See Figures 1 and 2
REMOVAL & INSTALLATION
Flexible hoses are usually installed between the frame-to-front calipers and the frame-to-rear differential, although they may be used elsewhere on some applications. Commonly, flexible hoses are used at points on the vehicle where suspension travel would damage or break a solid pipe. Hoses should be replaced if they show signs of softening, cracking or other damage.FRONT HOSE
- Raise and safely support the vehicle.
- Remove the wheel and tire assembly from the rotor mounting face. Be careful not to damage or interfere with the wheel cylinder bleeder screw during removal.
- Disconnect the front brake hose from the caliper. Remove the hollow retaining bolt that connects the hose fitting to the caliper. Remove the front brake hose assembly from the caliper, then plug the hose to avoid dirt or contamination from entering the hose.
- Remove the front brake hose from the brake fluid distributor tube, then remove the brake hose clip and the brake hose.
- Connect the front brake hose to the fluid distributor tube, then install the hose clip.

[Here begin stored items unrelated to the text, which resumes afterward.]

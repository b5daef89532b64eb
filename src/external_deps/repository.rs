//! Persistence collaborator.
//!
//! The crawler only needs three operations from storage; the actual backend
//! lives outside this crate. [`InMemoryRepository`] is a reference
//! implementation for tests and small embeddings.

use std::collections::{BTreeMap, HashMap};

use async_trait::async_trait;
use thiserror::Error;
use tokio::sync::Mutex;

use crate::listing::{Listing, ListingStatus};

pub type RecordId = i64;

#[derive(Debug, Error)]
pub enum RepositoryError {
    #[error("repository unavailable: {0}")]
    Unavailable(String),
    #[error("record {0} not found")]
    NotFound(RecordId),
    #[error("repository error: {0}")]
    Other(String),
}

#[async_trait]
pub trait ListingRepository: Send + Sync {
    async fn exists_project(&self, external_id: &str) -> Result<bool, RepositoryError>;

    /// Store a listing and return its record id. Storing an external id that
    /// already exists returns the existing id.
    async fn create_project(&self, listing: &Listing) -> Result<RecordId, RepositoryError>;

    /// Returns whether the record was found and updated.
    async fn mark_sent(&self, id: RecordId) -> Result<bool, RepositoryError>;
}

#[derive(Debug, Default)]
struct Store {
    next_id: RecordId,
    by_external: HashMap<String, RecordId>,
    records: BTreeMap<RecordId, Listing>,
}

#[derive(Debug, Default)]
pub struct InMemoryRepository {
    store: Mutex<Store>,
}

impl InMemoryRepository {
    pub fn new() -> Self {
        Self::default()
    }

    /// Repository pre-populated with already known listings.
    pub async fn seeded(listings: impl IntoIterator<Item = Listing>) -> Self {
        let repository = Self::new();
        for listing in listings {
            // The in-memory store cannot fail.
            let _ = repository.create_project(&listing).await;
        }
        repository
    }

    pub async fn len(&self) -> usize {
        self.store.lock().await.records.len()
    }

    pub async fn is_empty(&self) -> bool {
        self.len().await == 0
    }

    pub async fn get(&self, id: RecordId) -> Option<Listing> {
        self.store.lock().await.records.get(&id).cloned()
    }

    pub async fn listings(&self) -> Vec<Listing> {
        self.store.lock().await.records.values().cloned().collect()
    }
}

#[async_trait]
impl ListingRepository for InMemoryRepository {
    async fn exists_project(&self, external_id: &str) -> Result<bool, RepositoryError> {
        Ok(self.store.lock().await.by_external.contains_key(external_id))
    }

    async fn create_project(&self, listing: &Listing) -> Result<RecordId, RepositoryError> {
        let mut store = self.store.lock().await;
        if let Some(id) = store.by_external.get(&listing.external_id) {
            return Ok(*id);
        }
        store.next_id += 1;
        let id = store.next_id;
        store.by_external.insert(listing.external_id.clone(), id);
        store.records.insert(id, listing.clone());
        log::debug!("stored listing {} as record {id}", listing.external_id);
        Ok(id)
    }

    async fn mark_sent(&self, id: RecordId) -> Result<bool, RepositoryError> {
        let mut store = self.store.lock().await;
        match store.records.get_mut(&id) {
            Some(listing) => {
                listing.status = ListingStatus::Sent;
                Ok(true)
            }
            None => Ok(false),
        }
    }
}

- Remove the plugs, then install the brake hose on the caliper using a new copper washer on each side of the fitting outlet. Insert a retaining bolt through the washers and fittings, then tighten the bolts to 30-40 ft. lbs. (41-54 Nm).
- Bleed the brake system. For details, please refer to the procedure later in this section. Make sure to replace the rubber bleed screw after bleeding the system.
- Install the wheel and tire assembly, then carefully lower the vehicle. Tighten the lug nuts to 85-105 ft. lbs. (115-142 Nm).
See Figure 3
- Raise and safely support the vehicle.
- Remove the wheel and tire assembly.
- Remove the rear wheel brake hose from the rear disc brake caliper assembly.
- Remove the rear wheel brake hose from the rear shock absorber.
- Remove the brake hose clip from the bracket, then remove the rear hose from the brake fluid distribution tube.
- Seat the brake hose into the bracket, then install the hose clip.
- Connect the hose to the brake fluid distributor tube.
- Using new washers, connect the rear wheel brake hose to the rear disc caliper. Tighten the retaining bolt to 30-40 ft. lbs. (41-54 Nm).
- Bleed the brake system, as outlined later in this section.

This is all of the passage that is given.